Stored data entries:
----

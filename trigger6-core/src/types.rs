//! Shared types for the frame-update pipeline.
//!
//! [`Framebuffer`] borrows the display pipeline's pixel memory for the
//! duration of one update. [`Rect`] is the damaged region within it.

// ── Framebuffer ──────────────────────────────────────────────────

/// Bytes per source pixel (XRGB8888).
pub const SOURCE_BYTES_PER_PIXEL: usize = 4;

/// A borrowed XRGB8888 framebuffer.
///
/// Pixels are little-endian 32-bit words, so each pixel is stored as
/// the bytes `B, G, R, X`. `data` holds `height` rows of `stride` bytes;
/// `stride` may exceed `width * 4`.
#[derive(Debug, Clone, Copy)]
pub struct Framebuffer<'a> {
    data: &'a [u8],
    width: u32,
    height: u32,
    stride: usize,
}

impl<'a> Framebuffer<'a> {
    /// Wrap pixel memory.
    ///
    /// # Panics
    ///
    /// Panics if `stride` is narrower than a row or `data` is shorter
    /// than `height` rows.
    pub fn new(data: &'a [u8], width: u32, height: u32, stride: usize) -> Self {
        assert!(
            stride >= width as usize * SOURCE_BYTES_PER_PIXEL,
            "stride {stride} narrower than {width} pixels"
        );
        assert!(
            data.len() >= stride * height as usize,
            "framebuffer holds {} bytes, need {}",
            data.len(),
            stride * height as usize
        );
        Self {
            data,
            width,
            height,
            stride,
        }
    }

    /// Wrap tightly packed pixel memory (`stride == width * 4`).
    pub fn packed(data: &'a [u8], width: u32, height: u32) -> Self {
        Self::new(data, width, height, width as usize * SOURCE_BYTES_PER_PIXEL)
    }

    pub fn width(&self) -> u32 {
        self.width
    }

    pub fn height(&self) -> u32 {
        self.height
    }

    pub fn stride(&self) -> usize {
        self.stride
    }

    /// The full bounds as a rectangle.
    pub fn bounds(&self) -> Rect {
        Rect::new(0, 0, self.width, self.height)
    }

    /// Visible pixels of row `y`, without padding.
    pub fn row(&self, y: u32) -> &'a [u8] {
        let start = y as usize * self.stride;
        &self.data[start..start + self.width as usize * SOURCE_BYTES_PER_PIXEL]
    }
}

// ── Rect ─────────────────────────────────────────────────────────

/// A half-open rectangle `[x1, x2) x [y1, y2)` in framebuffer pixels.
#[derive(Debug, Clone, Copy, PartialEq, Eq, Hash, Default)]
pub struct Rect {
    pub x1: u32,
    pub y1: u32,
    pub x2: u32,
    pub y2: u32,
}

impl Rect {
    pub const fn new(x1: u32, y1: u32, x2: u32, y2: u32) -> Self {
        Self { x1, y1, x2, y2 }
    }

    /// Build from origin and size.
    pub const fn from_xywh(x: u32, y: u32, width: u32, height: u32) -> Self {
        Self::new(x, y, x + width, y + height)
    }

    pub fn width(&self) -> u32 {
        self.x2.saturating_sub(self.x1)
    }

    pub fn height(&self) -> u32 {
        self.y2.saturating_sub(self.y1)
    }

    /// `true` when the rectangle covers no pixels.
    pub fn is_empty(&self) -> bool {
        self.width() == 0 || self.height() == 0
    }

    /// `true` if the rectangle lies inside `width` x `height`.
    pub fn fits_within(&self, width: u32, height: u32) -> bool {
        self.x1 <= self.x2 && self.y1 <= self.y2 && self.x2 <= width && self.y2 <= height
    }

    /// Expand horizontally so both edges are multiples of `granularity`.
    ///
    /// The start is rounded down and the end rounded up; the rectangle
    /// never shrinks. Already aligned rectangles are returned unchanged.
    pub fn align_horizontal(&self, granularity: u32) -> Self {
        assert!(granularity > 0, "granularity must be > 0");
        let x1 = self.x1 - self.x1 % granularity;
        let x2 = self.x2.div_ceil(granularity) * granularity;
        Self::new(x1, self.y1, x2, self.y2)
    }

    /// Smallest rectangle covering both.
    pub fn union(&self, other: &Rect) -> Self {
        if self.is_empty() {
            return *other;
        }
        if other.is_empty() {
            return *self;
        }
        Self::new(
            self.x1.min(other.x1),
            self.y1.min(other.y1),
            self.x2.max(other.x2),
            self.y2.max(other.y2),
        )
    }
}

impl std::fmt::Display for Rect {
    fn fmt(&self, f: &mut std::fmt::Formatter<'_>) -> std::fmt::Result {
        write!(f, "({},{})-({},{})", self.x1, self.y1, self.x2, self.y2)
    }
}

// ── Tests ────────────────────────────────────────────────────────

----

■ EXERCISE REQUIREMENTS:
Nothing but the lines from the one holding "self.x1 <= self.x2" through the last line of the data may be output, and each must match exactly.

■ OUTPUT FOR THIS TASK:
        self.x1 <= self.x2 && self.y1 <= self.y2 && self.x2 <= width && self.y2 <= height
    }

    /// Expand horizontally so both edges are multiples of `granularity`.
    ///
    /// The start is rounded down and the end rounded up; the rectangle
    /// never shrinks. Already aligned rectangles are returned unchanged.
    pub fn align_horizontal(&self, granularity: u32) -> Self {
        assert!(granularity > 0, "granularity must be > 0");
        let x1 = self.x1 - self.x1 % granularity;
        let x2 = self.x2.div_ceil(granularity) * granularity;
        Self::new(x1, self.y1, x2, self.y2)
    }

    /// Smallest rectangle covering both.
    pub fn union(&self, other: &Rect) -> Self {
        if self.is_empty() {
            return *other;
        }
        if other.is_empty() {
            return *self;
        }
        Self::new(
            self.x1.min(other.x1),
            self.y1.min(other.y1),
            self.x2.max(other.x2),
            self.y2.max(other.y2),
        )
    }
}

impl std::fmt::Display for Rect {
    fn fmt(&self, f: &mut std::fmt::Formatter<'_>) -> std::fmt::Result {
        write!(f, "({},{})-({},{})", self.x1, self.y1, self.x2, self.y2)
    }
}

// ── Tests ────────────────────────────────────────────────────────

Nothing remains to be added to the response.